The current operational setup in Kenya’s Universities is a turbulent one and highly competitive market condition. To ensure survival and sustainability, public universities require to adopt and implement competitive strategies. Many scholars have investigated sustainability efforts by Universities in pursuit of performance, however, it is still not clear how sustainable strategies have the greatest influence on the performance of Public Universities. Thus, the study set to establish the influence of sustainability strategies on the performance of Public Universities in Kenya. The study was anchored on resource-based theory. To achieve the objectives, the study was anchored on a pragmatic philosophy and mixed research design with a target population of 234 University top managers. Primary data was collected using a 5 point Likert-type questionnaire and an interview guide. Data were analyzed using descriptive and inferential statistics. Findings revealed that sustainability strategies had a significantly statistical influence on the performance of public universities in Kenya.
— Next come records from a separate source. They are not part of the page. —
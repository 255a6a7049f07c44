use std::fmt;
use std::fs;
use std::path::Path;
use std::sync::{Arc, RwLock};

use anyhow::{anyhow, bail, Context};
use chrono::NaiveTime;
use log::warn;
use serde::{Deserialize, Serialize};
use serde_json::{Map, Value};

/// Checks that `time` is a zero-padded 24-hour `HH:MM` string.
pub fn validate_time(time: &str) -> anyhow::Result<()> {
    let parsed = NaiveTime::parse_from_str(time, "%H:%M")
        .with_context(|| format!("Invalid time {:?}, expected HH:MM", time))?;
    if parsed.format("%H:%M").to_string() != time {
        bail!("Invalid time {:?}, expected zero-padded HH:MM", time);
    }
    Ok(())
}

/// The closed set of things a rule can do.
#[derive(Debug, Clone, Copy, PartialEq, Eq)]
pub enum RuleAction {
    PowerOn,
    PowerOff,
    /// Brightness percentage; the client clamps it on send.
    Brightness(i64),
    Rgb(i64, i64, i64),
}

impl RuleAction {
    /// The `action` string used in rule files.
    pub fn name(&self) -> &'static str {
        match self {
            RuleAction::PowerOn => "on",
            RuleAction::PowerOff => "off",
            RuleAction::Brightness(_) => "brightness",
            RuleAction::Rgb(..) => "rgb",
        }
    }
}

impl fmt::Display for RuleAction {
    fn fmt(&self, f: &mut fmt::Formatter<'_>) -> fmt::Result {
        match self {
            RuleAction::PowerOn => write!(f, "TURN ON"),
            RuleAction::PowerOff => write!(f, "TURN OFF"),
            RuleAction::Brightness(value) => write!(f, "BRIGHTNESS {}%", value),
            RuleAction::Rgb(r, g, b) => write!(f, "RGB({},{},{})", r, g, b),
        }
    }
}

/**
A daily rule as stored in a rule file.

The action fields are kept loosely typed, exactly as persisted, and only
turned into a [`RuleAction`] when the rule fires. A rule with an unknown
action or a missing field therefore fails on its own without affecting the
rest of the rule set.
 */
#[derive(Debug, Clone, PartialEq, Default, Serialize, Deserialize)]
pub struct AutomationRule {
    /// `HH:MM`, compared verbatim against the current minute.
    #[serde(default)]
    pub time: String,
    #[serde(default)]
    pub action: String,
    #[serde(default, skip_serializing_if = "Option::is_none")]
    pub value: Option<Value>,
    #[serde(default, skip_serializing_if = "Option::is_none")]
    pub r: Option<Value>,
    #[serde(default, skip_serializing_if = "Option::is_none")]
    pub g: Option<Value>,
    #[serde(default, skip_serializing_if = "Option::is_none")]
    pub b: Option<Value>,
    /// Fields this crate does not interpret, preserved on save.
    #[serde(flatten)]
    pub extra: Map<String, Value>,
}

fn int_field(name: &str, field: &Option<Value>) -> anyhow::Result<i64> {
    let value = field
        .as_ref()
        .ok_or_else(|| anyhow!("Missing field {:?}", name))?;
    match value {
        Value::Number(n) => n
            .as_i64()
            .or_else(|| n.as_f64().map(|f| f as i64))
            .ok_or_else(|| anyhow!("Field {:?} is out of range: {}", name, n)),
        Value::String(s) => s
            .trim()
            .parse::<i64>()
            .with_context(|| format!("Field {:?} is not an integer: {:?}", name, s)),
        other => bail!("Field {:?} is not an integer: {}", name, other),
    }
}

impl AutomationRule {
    /// Builds a rule from a typed action, validating the time.
    pub fn new(time: &str, action: RuleAction) -> anyhow::Result<Self> {
        validate_time(time)?;
        let mut rule = AutomationRule {
            time: time.to_string(),
            action: action.name().to_string(),
            ..AutomationRule::default()
        };
        match action {
            RuleAction::PowerOn | RuleAction::PowerOff => {}
            RuleAction::Brightness(value) => rule.value = Some(value.into()),
            RuleAction::Rgb(r, g, b) => {
                rule.r = Some(r.into());
                rule.g = Some(g.into());
                rule.b = Some(b.into());
            }
        }
        Ok(rule)
    }

    /// Interprets the stored action.
    pub fn to_action(&self) -> anyhow::Result<RuleAction> {
        match self.action.as_str() {
            "on" => Ok(RuleAction::PowerOn),
            "off" => Ok(RuleAction::PowerOff),
            "brightness" => Ok(RuleAction::Brightness(int_field("value", &self.value)?)),
            "rgb" => Ok(RuleAction::Rgb(
                int_field("r", &self.r)?,
                int_field("g", &self.g)?,
                int_field("b", &self.b)?,
            )),
            other => bail!("Unknown action: {:?}", other),
        }
    }
}

/// The persisted rule file: a device address and an ordered rule list.
#[derive(Debug, Clone, PartialEq, Default, Serialize, Deserialize)]
pub struct RuleSet {
    #[serde(default)]
    pub device_ip: String,
    #[serde(default)]
    pub rules: Vec<AutomationRule>,
}

impl RuleSet {
    /// Reads a rule file, dropping rules without a time or an action.
    pub fn load<P: AsRef<Path>>(path: P) -> anyhow::Result<Self> {
        let path = path.as_ref();
        let content = fs::read_to_string(path)
            .with_context(|| format!("Failed to read rules from {}", path.display()))?;
        let mut rule_set: RuleSet = serde_json::from_str(&content)
            .with_context(|| format!("Failed to parse rules from {}", path.display()))?;

        let before = rule_set.rules.len();
        rule_set
            .rules
            .retain(|rule| !rule.time.is_empty() && !rule.action.is_empty());
        if rule_set.rules.len() != before {
            warn!(
                "Dropped {} rule(s) without a time or action from {}",
                before - rule_set.rules.len(),
                path.display()
            );
        }
        Ok(rule_set)
    }

    /// Writes the rule file via a temporary file and a rename.
    pub fn save<P: AsRef<Path>>(&self, path: P) -> anyhow::Result<()> {
        let path = path.as_ref();
        let tmp = path.with_extension("json.tmp");
        let content = serde_json::to_string_pretty(self)?;
        fs::write(&tmp, content)
            .with_context(|| format!("Failed to write {}", tmp.display()))?;
        fs::rename(&tmp, path)
            .with_context(|| format!("Failed to replace {}", path.display()))?;
        Ok(())
    }
}

/**
Shared, swappable rule sequence.

Readers take an immutable [`RuleBook::snapshot`]; writers build a new sequence
and swap it in whole, so a running scheduler never observes a half-edited
list.
 */
#[derive(Debug, Clone)]
pub struct RuleBook {
    rules: Arc<RwLock<Arc<[AutomationRule]>>>,
}

impl Default for RuleBook {
    fn default() -> Self {
        Self::new(Vec::new())
    }
}

impl RuleBook {
    pub fn new(rules: Vec<AutomationRule>) -> Self {
        RuleBook {
            rules: Arc::new(RwLock::new(rules.into())),
        }
    }

    pub fn snapshot(&self) -> Arc<[AutomationRule]> {
        self.rules.read().unwrap_or_else(|e| e.into_inner()).clone()
    }

    pub fn replace(&self, rules: Vec<AutomationRule>) {
        *self.rules.write().unwrap_or_else(|e| e.into_inner()) = rules.into();
    }

    pub fn push(&self, rule: AutomationRule) {
        let mut rules = self.rules.write().unwrap_or_else(|e| e.into_inner());
        let mut updated = rules.to_vec();
        updated.push(rule);
        *rules = updated.into();
    }

    /// Removes the rule at `index`, shifting later rules down.
    pub fn remove(&self, index: usize) -> Option<AutomationRule> {
        let mut rules = self.rules.write().unwrap_or_else(|e| e.into_inner());
        if index >= rules.len() {
            return None;
        }
        let mut updated = rules.to_vec();
        let removed = updated.remove(index);
        *rules = updated.into();
        Some(removed)
    }

    pub fn len(&self) -> usize {
        self.snapshot().len()
    }

    pub fn is_empty(&self) -> bool {
        self.len() == 0
    }
}

#[cfg(test)]
mod tests {
    use super::*;
    use serde_json::json;

    #[test]
    fn test_validate_time() {
        assert!(validate_time("18:00").is_ok());
        assert!(validate_time("00:05").is_ok());
        assert!(validate_time("8:00").is_err());
        assert!(validate_time("24:00").is_err());
        assert!(validate_time("18:00:30").is_err());
        assert!(validate_time("evening").is_err());
    }

    #[test]
    fn test_persisted_rules_convert_to_actions() {
        let rules: Vec<AutomationRule> = serde_json::from_value(json!([
            { "time": "07:00", "action": "on" },
            { "time": "07:01", "action": "brightness", "value": 40 },
            { "time": "07:02", "action": "rgb", "r": 255, "g": "128", "b": 0 },
            { "time": "23:00", "action": "off", "type": "daily" }
        ]))
        .unwrap();

        let actions: Vec<RuleAction> = rules.iter().map(|r| r.to_action().unwrap()).collect();
        assert_eq!(
            actions,
            vec![
                RuleAction::PowerOn,
                RuleAction::Brightness(40),
                RuleAction::Rgb(255, 128, 0),
                RuleAction::PowerOff,
            ]
        );
        assert_eq!(rules[3].extra["type"], json!("daily"));
    }

    #[test]
    fn test_invalid_rules_fail_at_conversion() {
        let unknown = AutomationRule {
            time: "07:00".to_string(),
            action: "strobe".to_string(),
            ..AutomationRule::default()
        };
        assert!(unknown.to_action().is_err());

        let missing = AutomationRule {
            time: "07:00".to_string(),
            action: "rgb".to_string(),
            r: Some(json!(1)),
            ..AutomationRule::default()
        };
        let err = missing.to_action().unwrap_err().to_string();
        assert!(err.contains("\"g\""), "{}", err);
    }

    #[test]
    fn test_new_rule_serializes_to_file_shape() {
        let rule = AutomationRule::new("18:00", RuleAction::Rgb(1, 2, 3)).unwrap();
        assert_eq!(
            serde_json::to_value(&rule).unwrap(),
            json!({ "time": "18:00", "action": "rgb", "r": 1, "g": 2, "b": 3 })
        );
        assert!(AutomationRule::new("6pm", RuleAction::PowerOn).is_err());
    }

    #[test]
    fn test_rule_set_save_and_load() {
        let dir = tempfile::tempdir().unwrap();
        let path = dir.path().join("rules.json");
        let rule_set = RuleSet {
            device_ip: "192.168.1.66".to_string(),
            rules: vec![
                AutomationRule::new("18:00", RuleAction::PowerOn).unwrap(),
                AutomationRule::new("18:30", RuleAction::Brightness(20)).unwrap(),
            ],
        };

        rule_set.save(&path).unwrap();
        assert!(!path.with_extension("json.tmp").exists());
        assert_eq!(RuleSet::load(&path).unwrap(), rule_set);
    }

    #[test]
    fn test_load_drops_incomplete_rules() {
        let dir = tempfile::tempdir().unwrap();
        let path = dir.path().join("rules.json");
        fs::write(
            &path,
            r#"{"device_ip":"10.0.0.5","rules":[{"time":"07:00"},{"action":"on"},{"time":"08:00","action":"off"}]}"#,
        )
        .unwrap();

        let rule_set = RuleSet::load(&path).unwrap();
        assert_eq!(rule_set.rules.len(), 1);
        assert_eq!(rule_set.rules[0].time, "08:00");
    }

    #[test]
    fn test_rule_book_swaps_whole_sequence() {
        let book = RuleBook::new(vec![AutomationRule::new("01:00", RuleAction::PowerOn).unwrap()]);
        let before = book.snapshot();

        book.push(AutomationRule::new("02:00", RuleAction::PowerOff).unwrap());
        assert_eq!(before.len(), 1);
        assert_eq!(book.len(), 2);

        let removed = book.remove(0).unwrap();
        assert_eq!(removed.time, "01:00");
        assert_eq!(book.snapshot()[0].time, "02:00");
        assert!(book.remove(5).is_none());

        book.replace(Vec::new());
        assert!(book.is_empty());
    }
}
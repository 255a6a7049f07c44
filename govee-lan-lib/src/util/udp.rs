use std::io;
use std::time::Duration;

use async_trait::async_trait;
use tokio::net::UdpSocket;
use tokio::time::timeout;

use crate::util::traits::DatagramTransport;

/// Largest datagram accepted as a reply.
pub const MAX_DATAGRAM_SIZE: usize = 65535;

/// Sends each exchange over a freshly bound, ephemeral UDP socket.
#[derive(Debug, Clone, Copy, Default)]
pub struct UdpTransport;

fn timed_out(what: &str) -> io::Error {
    io::Error::new(io::ErrorKind::TimedOut, format!("{} timed out", what))
}

#[async_trait]
impl DatagramTransport for UdpTransport {
    async fn exchange(
        &self,
        host: &str,
        port: u16,
        payload: &[u8],
        expect_reply: bool,
        given_timeout: Duration,
    ) -> io::Result<Option<Vec<u8>>> {
        let socket = UdpSocket::bind("0.0.0.0:0").await?;

        timeout(given_timeout, socket.send_to(payload, (host, port)))
            .await
            .map_err(|_| timed_out("send"))??;

        if !expect_reply {
            return Ok(None);
        }

        let mut buffer = vec![0u8; MAX_DATAGRAM_SIZE];
        let (number_of_bytes, _src_addr) = timeout(given_timeout, socket.recv_from(&mut buffer))
            .await
            .map_err(|_| timed_out("receive"))??;
        buffer.truncate(number_of_bytes);
        Ok(Some(buffer))
    }
}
The regression analysis for composite results revealed that sustainability strategies (SS) alone account for 53% of the variation of performance of Public Universities (R2=0.53, (t=7.68, p<0.05). Regression analysis for individual results, cost reduction (CR) (R2 0.518, t=18.07 p, <0.05), collaboration (C) (R2=0.418, t=2.7 p, <0.05) and diversification (D) (R2=0.218, t=8.07 p, <0.05). This study concluded that implementation of sustainability strategies (cost reduction, diversification, and collaboration) are essential strategies Public Universities can use in their endeavor to improve their performance.